Der neue Plan zur Wiederanlage von Anleihen, den die Europäische Zentralbank (EZB) Anfang der Woche eingeführt hat, um verschuldeten EU-Staaten zu helfen, wird wahrscheinlich nicht funktionieren, berichten verschiedene Medien unter Berufung auf Analysten.
Die EZB hat diesen Plan ausgearbeitet, um den südlichen EU-Ländern, den am stärksten verschuldeten Ländern der Union, bei ihren wachsenden Verpflichtungen zu helfen. Die Aufsichtsbehörde erklärte, sie werde aus den fällig werdenden Schulden im Rahmen des 1,7 Billionen Euro (1,8 Billionen Dollar) schweren Pandemieprogramms Barmittel an die höher verschuldeten Länder weiterleiten.
Während vor der Ankündigung der Ankauf von EZB-Anleihen durch die Staaten entsprechend den Investitionen jedes einzelnen Landes erfolgte, werden nun Länder mit hoher Verschuldung bevorzugt, wie z. B. Italien mit einer Bruttoverschuldung von rund 150 % des BIP.
Experten halten es jedoch für unwahrscheinlich, dass dieser Schritt zur Lösung der Schuldenkrise beiträgt. Olli Rehn, der finnische Zentralbankchef, erklärte gegenüber Reuters, dass die Maßnahme lediglich dazu beitragen werde, "ungerechtfertigte" Marktbewegungen zu verhindern und den Ländern im Falle wirklich großer Schuldenprobleme nicht helfen werde.
Markus Ferber, ein deutsches Mitglied des Europäischen Parlaments, merkte an, dass die EZB ihren Kompetenzbereich möglicherweise zu weit ausdehnt. "Die Aufgabe der EZB ist es, für Preisstabilität zu sorgen, nicht für günstige Finanzierungsbedingungen... Einige Länder bekommen jetzt einfach die Rechnung für eine jahrelange unverantwortliche Finanzpolitik", sagte er der Nachrichtenagentur.
Nach Ansicht des Finanzanalysten Richard Cookson besteht das Hauptziel einer Zentralbank zwar darin, die Inflation niedrig zu halten, doch die europäische Regulierungsbehörde scheint ein anderes Ziel zu verfolgen - nämlich die schwächsten EU-Mitglieder davon abzuhalten, "die Währungsunion zu verlassen". "Die EZB hat sich selbst in eine unmögliche Lage gebracht... In den letzten 10 Jahren wurde die Geldpolitik nicht auf die Inflation ausgerichtet, sondern darauf, die schwächsten Mitglieder davon abzuhalten, die Währungsunion zu verlassen. Offen gesagt, ist sie nicht länger eine Zentralbank mit Inflationszielen", schrieb Cookson in einem Artikel in Bloomberg.
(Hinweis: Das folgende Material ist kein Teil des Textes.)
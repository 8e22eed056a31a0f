//! Supplier routes
//!
//! Produce supplier master data.

use axum::{
    extract::{Path, Query, State},
    response::IntoResponse,
};
use std::sync::Arc;
use uuid::Uuid;

use crate::api::{Created, DataResponse, NoContent, Paginated, PaginationParams, ValidateJson};
use crate::app::AppState;
use crate::auth::{RequireAuth, Role};
use crate::domain::suppliers::{
    CreateSupplierRequest, SupplierQuery, SupplierResponse, UpdateSupplierRequest,
};
use crate::error::ApiError;

const SUPPLIER_COLUMNS: &str = "id, code, name, contact_name, phone, email, address, \
     produce_categories, active, created_at, updated_at";

/// GET /api/suppliers
pub async fn list_suppliers(
    State(state): State<Arc<AppState>>,
    Query(query): Query<SupplierQuery>,
    auth: RequireAuth,
) -> Result<impl IntoResponse, ApiError> {
    let pagination = PaginationParams::new(query.page, query.per_page);
    let search = query.search.as_deref().map(|s| format!("%{}%", s.trim()));

    let total: i64 = sqlx::query_scalar(
        r#"
        SELECT COUNT(*) FROM suppliers
        WHERE tenant_id = $1
          AND ($2::text IS NULL OR name ILIKE $2 OR code ILIKE $2)
          AND ($3::boolean IS NULL OR active = $3)
        "#,
    )
    .bind(auth.tenant_id)
    .bind(&search)
    .bind(query.active)
    .fetch_one(&state.db)
    .await?;

    let suppliers = sqlx::query_as::<_, SupplierResponse>(&format!(
        r#"
        SELECT {SUPPLIER_COLUMNS}
        FROM suppliers
        WHERE tenant_id = $1
          AND ($2::text IS NULL OR name ILIKE $2 OR code ILIKE $2)
          AND ($3::boolean IS NULL OR active = $3)
        ORDER BY name ASC
        LIMIT $4 OFFSET $5
        "#
    ))
    .bind(auth.tenant_id)
    .bind(&search)
    .bind(query.active)
    .bind(pagination.limit())
    .bind(pagination.offset())
    .fetch_all(&state.db)
    .await?;

    Ok(Paginated::new(suppliers, &pagination, total))
}

/// GET /api/suppliers/:id
pub async fn get_supplier(
    State(state): State<Arc<AppState>>,
    Path(id): Path<Uuid>,
    auth: RequireAuth,
) -> Result<impl IntoResponse, ApiError> {
    let supplier = sqlx::query_as::<_, SupplierResponse>(&format!(
        "SELECT {SUPPLIER_COLUMNS} FROM suppliers WHERE id = $1 AND tenant_id = $2"
    ))
    .bind(id)
    .bind(auth.tenant_id)
    .fetch_optional(&state.db)
    .await?
    .ok_or_else(|| ApiError::not_found("Supplier not found"))?;

    Ok(DataResponse::new(supplier))
}

/// POST /api/suppliers
pub async fn create_supplier(
    State(state): State<Arc<AppState>>,
    auth: RequireAuth,
    ValidateJson(req): ValidateJson<CreateSupplierRequest>,
) -> Result<impl IntoResponse, ApiError> {
    let supplier = sqlx::query_as::<_, SupplierResponse>(&format!(
        r#"
        INSERT INTO suppliers (tenant_id, code, name, contact_name, phone, email, address, produce_categories)
        VALUES ($1, $2, $3, $4, $5, $6, $7, $8)
        RETURNING {SUPPLIER_COLUMNS}
        "#
    ))
    .bind(auth.tenant_id)
    .bind(req.code.trim())
    .bind(req.name.trim())
    .bind(&req.contact_name)
    .bind(&req.phone)
    .bind(&req.email)
    .bind(&req.address)
    .bind(&req.produce_categories)
    .fetch_one(&state.db)
    .await?;

    tracing::info!(tenant_id = %auth.tenant_id, supplier_id = %supplier.id, code = %supplier.code, "Supplier created");

    Ok(Created(supplier))
}

/// PUT /api/suppliers/:id
pub async fn update_supplier(
    State(state): State<Arc<AppState>>,
    Path(id): Path<Uuid>,
    auth: RequireAuth,
    ValidateJson(req): ValidateJson<UpdateSupplierRequest>,
) -> Result<impl IntoResponse, ApiError> {
    let supplier = sqlx::query_as::<_, SupplierResponse>(&format!(
        r#"
        UPDATE suppliers SET
            code = COALESCE($3, code),
            name = COALESCE($4, name),
            contact_name = COALESCE($5, contact_name),
            phone = COALESCE($6, phone),
            email = COALESCE($7, email),
            address = COALESCE($8, address),
            produce_categories = COALESCE($9, produce_categories),
            active = COALESCE($10, active),
            updated_at = NOW()
        WHERE id = $1 AND tenant_id = $2
        RETURNING {SUPPLIER_COLUMNS}
        "#
    ))
    .bind(id)
    .bind(auth.tenant_id)
    .bind(req.code.as_deref().map(str::trim))
    .bind(req.name.as_deref().map(str::trim))
    .bind(&req.contact_name)
    .bind(&req.phone)
    .bind(&req.email)
    .bind(&req.address)
    .bind(&req.produce_categories)
    .bind(req.active)
    .fetch_optional(&state.db)
    .await?
    .ok_or_else(|| ApiError::not_found("Supplier not found"))?;

    Ok(DataResponse::new(supplier))
}

/// DELETE /api/suppliers/:id
///
/// Managers only. Suppliers with deliveries on record cannot be deleted;
/// deactivate them instead.
pub async fn delete_supplier(
    State(state): State<Arc<AppState>>,
    Path(id): Path<Uuid>,
    auth: RequireAuth,
) -> Result<impl IntoResponse, ApiError> {
    auth.require_role(Role::Manager)?;

    let result = sqlx::query("DELETE FROM suppliers WHERE id = $1 AND tenant_id = $2")
        .bind(id)
        .bind(auth.tenant_id)
        .execute(&state.db)
        .await
        .map_err(|e| match ApiError::from(e) {
            ApiError::Conflict(_) => {
                ApiError::conflict("Supplier has receivings on record; deactivate it instead")
            }
            other => other,
        })?;

    if result.rows_affected() == 0 {
        return Err(ApiError::not_found("Supplier not found"));
    }

    tracing::info!(tenant_id = %auth.tenant_id, supplier_id = %id, "Supplier deleted");

    Ok(NoContent)
}
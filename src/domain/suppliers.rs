//! Supplier domain types

use chrono::{DateTime, Utc};
use serde::{Deserialize, Serialize};
use uuid::Uuid;
use validator::Validate;

/// Response DTO for supplier
#[derive(Debug, Clone, Serialize, Deserialize, sqlx::FromRow)]
pub struct SupplierResponse {
    pub id: Uuid,
    pub code: String,
    pub name: String,
    pub contact_name: Option<String>,
    pub phone: Option<String>,
    pub email: Option<String>,
    pub address: Option<String>,
    pub produce_categories: Vec<String>,
    pub active: bool,
    pub created_at: DateTime<Utc>,
    pub updated_at: DateTime<Utc>,
}

/// Request DTO for creating a supplier
#[derive(Debug, Clone, Deserialize, Validate)]
pub struct CreateSupplierRequest {
    #[validate(length(min = 1, max = 32))]
    pub code: String,
    #[validate(length(min = 1, max = 200))]
    pub name: String,
    #[serde(default)]
    pub contact_name: Option<String>,
    #[serde(default)]
    pub phone: Option<String>,
    #[serde(default)]
    #[validate(email)]
    pub email: Option<String>,
    #[serde(default)]
    pub address: Option<String>,
    #[serde(default)]
    pub produce_categories: Vec<String>,
}

/// Request DTO for updating a supplier; absent fields are left unchanged
#[derive(Debug, Clone, Deserialize, Validate)]
pub struct UpdateSupplierRequest {
    #[serde(default)]
    #[validate(length(min = 1, max = 32))]
    pub code: Option<String>,
    #[serde(default)]
    #[validate(length(min = 1, max = 200))]
    pub name: Option<String>,
    #[serde(default)]
    pub contact_name: Option<String>,
    #[serde(default)]
    pub phone: Option<String>,
    #[serde(default)]
    #[validate(email)]
    pub email: Option<String>,
    #[serde(default)]
    pub address: Option<String>,
    #[serde(default)]
    pub produce_categories: Option<Vec<String>>,
    #[serde(default)]
    pub active: Option<bool>,
}

/// List filters for suppliers
#[derive(Debug, Clone, Deserialize, Default)]
pub struct SupplierQuery {
    pub page: Option<u32>,
    pub per_page: Option<u32>,
    pub search: Option<String>,
    pub active: Option<bool>,
}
Er führte die steigende Inflation in den meisten EU-Staaten als Beispiel für die gescheiterte Politik der EZB an und sagte, dass selbst die kürzlich angekündigte Anhebung des Leitzinses um 0,25 %, die erste derartige Maßnahme seit 11 Jahren, kaum etwas an der Situation ändern würde.
"Die EZB konnte ihre wahren Absichten verschleiern, als die Inflation niedrig war, aber wenn die Inflation hoch ist und steigt, wird es unmöglich, ihre wahren Ziele zu verschleiern... die EZB kann nicht auf die Inflation abzielen und gleichzeitig die Zinsaufschläge für schwächere Kreditnehmer in der Peripherie, wie Italien, niedrig halten", sagte er und fügte hinzu, dass es zwar riskant sein mag, die Inflation mit Zinserhöhungen anzustreben, aber der Versuch, schwächere Kreditnehmer zu subventionieren, eine noch schlechtere Politik ist.
"Die EZB sollte damit nichts zu tun haben... Letztendlich sollte es nicht Sache der EZB sein, zu entscheiden, wer im Euro ist und wer nicht", erklärte er und betonte, dass dieses Jahr "wahrscheinlich ein Jahr sein wird, in dem es für den Euro um alles oder nichts geht".